The line count for "push" is all that is needed: say how many lines in the listing below contain it.

:: Information supplied ::

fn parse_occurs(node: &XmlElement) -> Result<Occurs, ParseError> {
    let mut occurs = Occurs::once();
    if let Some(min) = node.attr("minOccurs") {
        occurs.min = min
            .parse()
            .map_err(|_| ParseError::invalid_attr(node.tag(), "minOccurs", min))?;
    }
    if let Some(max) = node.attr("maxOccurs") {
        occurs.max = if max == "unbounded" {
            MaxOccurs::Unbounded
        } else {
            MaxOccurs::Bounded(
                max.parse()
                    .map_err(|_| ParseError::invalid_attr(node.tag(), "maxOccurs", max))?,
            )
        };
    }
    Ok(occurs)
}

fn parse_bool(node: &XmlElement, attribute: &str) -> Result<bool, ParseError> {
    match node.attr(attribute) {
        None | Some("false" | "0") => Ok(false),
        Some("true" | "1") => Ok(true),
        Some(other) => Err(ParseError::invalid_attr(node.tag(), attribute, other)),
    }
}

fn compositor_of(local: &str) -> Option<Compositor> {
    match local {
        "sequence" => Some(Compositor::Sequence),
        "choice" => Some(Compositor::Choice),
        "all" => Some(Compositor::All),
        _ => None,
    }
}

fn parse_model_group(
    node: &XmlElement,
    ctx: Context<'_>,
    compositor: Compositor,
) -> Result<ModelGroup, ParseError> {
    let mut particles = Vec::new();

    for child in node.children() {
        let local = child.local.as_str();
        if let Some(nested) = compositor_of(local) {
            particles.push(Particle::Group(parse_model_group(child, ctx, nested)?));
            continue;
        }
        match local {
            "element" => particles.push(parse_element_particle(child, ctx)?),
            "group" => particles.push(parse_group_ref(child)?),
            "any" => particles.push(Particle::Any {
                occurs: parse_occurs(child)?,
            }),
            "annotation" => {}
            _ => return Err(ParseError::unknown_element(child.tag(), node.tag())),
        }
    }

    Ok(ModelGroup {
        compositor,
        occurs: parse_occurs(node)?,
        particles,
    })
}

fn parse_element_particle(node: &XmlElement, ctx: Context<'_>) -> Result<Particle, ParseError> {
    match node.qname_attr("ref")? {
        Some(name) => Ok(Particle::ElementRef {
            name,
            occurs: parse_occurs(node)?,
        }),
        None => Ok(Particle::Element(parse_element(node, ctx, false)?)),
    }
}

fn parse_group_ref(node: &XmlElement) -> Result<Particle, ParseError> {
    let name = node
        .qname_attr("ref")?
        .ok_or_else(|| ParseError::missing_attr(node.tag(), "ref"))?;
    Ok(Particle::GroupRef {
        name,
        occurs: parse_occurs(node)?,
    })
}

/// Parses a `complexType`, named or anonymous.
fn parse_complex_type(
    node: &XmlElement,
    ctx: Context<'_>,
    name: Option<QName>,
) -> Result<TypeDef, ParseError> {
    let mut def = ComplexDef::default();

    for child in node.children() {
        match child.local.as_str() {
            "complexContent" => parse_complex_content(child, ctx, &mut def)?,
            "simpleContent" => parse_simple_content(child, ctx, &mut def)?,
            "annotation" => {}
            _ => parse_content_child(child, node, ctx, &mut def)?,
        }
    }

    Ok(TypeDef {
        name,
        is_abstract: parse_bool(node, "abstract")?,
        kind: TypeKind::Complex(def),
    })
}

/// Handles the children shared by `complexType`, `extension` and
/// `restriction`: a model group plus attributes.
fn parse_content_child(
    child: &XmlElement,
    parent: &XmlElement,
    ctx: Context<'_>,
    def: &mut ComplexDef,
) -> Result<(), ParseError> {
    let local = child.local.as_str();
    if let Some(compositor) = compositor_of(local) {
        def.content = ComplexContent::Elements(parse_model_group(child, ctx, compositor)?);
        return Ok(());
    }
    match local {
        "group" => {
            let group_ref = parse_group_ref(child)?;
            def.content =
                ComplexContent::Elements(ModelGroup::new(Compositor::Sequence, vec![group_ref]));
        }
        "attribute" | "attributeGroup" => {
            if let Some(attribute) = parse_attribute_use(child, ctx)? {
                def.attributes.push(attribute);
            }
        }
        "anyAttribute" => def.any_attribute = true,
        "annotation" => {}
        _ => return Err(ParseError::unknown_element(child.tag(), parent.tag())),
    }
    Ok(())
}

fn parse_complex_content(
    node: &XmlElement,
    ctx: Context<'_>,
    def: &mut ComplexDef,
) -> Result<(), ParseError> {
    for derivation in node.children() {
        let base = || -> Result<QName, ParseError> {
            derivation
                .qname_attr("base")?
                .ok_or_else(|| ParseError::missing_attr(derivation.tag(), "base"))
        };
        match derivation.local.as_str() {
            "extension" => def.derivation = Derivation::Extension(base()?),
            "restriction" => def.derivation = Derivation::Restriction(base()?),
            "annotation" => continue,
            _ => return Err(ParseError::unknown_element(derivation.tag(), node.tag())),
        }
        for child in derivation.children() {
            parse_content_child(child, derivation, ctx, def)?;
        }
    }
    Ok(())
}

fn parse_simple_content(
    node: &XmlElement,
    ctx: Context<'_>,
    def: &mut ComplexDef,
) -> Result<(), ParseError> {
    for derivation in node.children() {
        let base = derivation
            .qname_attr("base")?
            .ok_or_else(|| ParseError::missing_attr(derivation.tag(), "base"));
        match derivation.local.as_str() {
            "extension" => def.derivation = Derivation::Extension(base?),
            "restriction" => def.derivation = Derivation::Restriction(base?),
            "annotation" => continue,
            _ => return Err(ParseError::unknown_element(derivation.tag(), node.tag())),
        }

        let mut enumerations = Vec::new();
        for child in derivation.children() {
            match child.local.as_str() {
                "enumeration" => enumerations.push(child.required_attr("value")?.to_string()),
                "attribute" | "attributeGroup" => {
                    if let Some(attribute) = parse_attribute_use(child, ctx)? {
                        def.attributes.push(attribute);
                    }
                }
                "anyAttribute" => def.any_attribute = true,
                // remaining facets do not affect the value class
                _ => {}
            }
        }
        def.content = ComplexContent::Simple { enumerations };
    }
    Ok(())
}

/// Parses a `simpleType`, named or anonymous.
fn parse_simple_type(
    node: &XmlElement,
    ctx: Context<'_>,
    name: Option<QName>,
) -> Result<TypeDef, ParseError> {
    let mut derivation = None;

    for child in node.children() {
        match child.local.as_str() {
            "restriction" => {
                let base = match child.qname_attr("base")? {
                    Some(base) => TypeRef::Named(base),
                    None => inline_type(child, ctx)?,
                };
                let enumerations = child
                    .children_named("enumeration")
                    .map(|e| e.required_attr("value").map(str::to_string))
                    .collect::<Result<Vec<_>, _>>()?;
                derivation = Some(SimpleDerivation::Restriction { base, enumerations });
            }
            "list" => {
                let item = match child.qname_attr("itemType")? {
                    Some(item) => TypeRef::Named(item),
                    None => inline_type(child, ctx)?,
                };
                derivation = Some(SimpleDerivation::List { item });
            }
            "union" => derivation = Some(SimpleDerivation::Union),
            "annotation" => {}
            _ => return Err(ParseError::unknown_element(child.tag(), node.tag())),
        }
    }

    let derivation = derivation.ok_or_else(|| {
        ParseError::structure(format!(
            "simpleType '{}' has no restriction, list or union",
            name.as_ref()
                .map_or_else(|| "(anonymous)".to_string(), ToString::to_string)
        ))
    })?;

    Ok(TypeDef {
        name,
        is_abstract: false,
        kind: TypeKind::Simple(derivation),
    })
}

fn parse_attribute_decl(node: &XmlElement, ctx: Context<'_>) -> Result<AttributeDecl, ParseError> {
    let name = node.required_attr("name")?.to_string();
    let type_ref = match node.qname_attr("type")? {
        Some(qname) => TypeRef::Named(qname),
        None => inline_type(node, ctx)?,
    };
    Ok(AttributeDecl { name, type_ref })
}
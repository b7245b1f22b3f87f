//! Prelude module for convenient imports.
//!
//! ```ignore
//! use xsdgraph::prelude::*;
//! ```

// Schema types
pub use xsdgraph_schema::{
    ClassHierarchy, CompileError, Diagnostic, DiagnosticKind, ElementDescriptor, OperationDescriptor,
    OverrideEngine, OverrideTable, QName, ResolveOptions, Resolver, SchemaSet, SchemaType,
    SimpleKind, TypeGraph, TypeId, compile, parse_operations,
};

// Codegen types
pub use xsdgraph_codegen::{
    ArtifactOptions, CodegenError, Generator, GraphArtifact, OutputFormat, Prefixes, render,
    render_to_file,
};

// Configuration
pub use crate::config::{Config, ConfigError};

:::

Response for this exercise:
7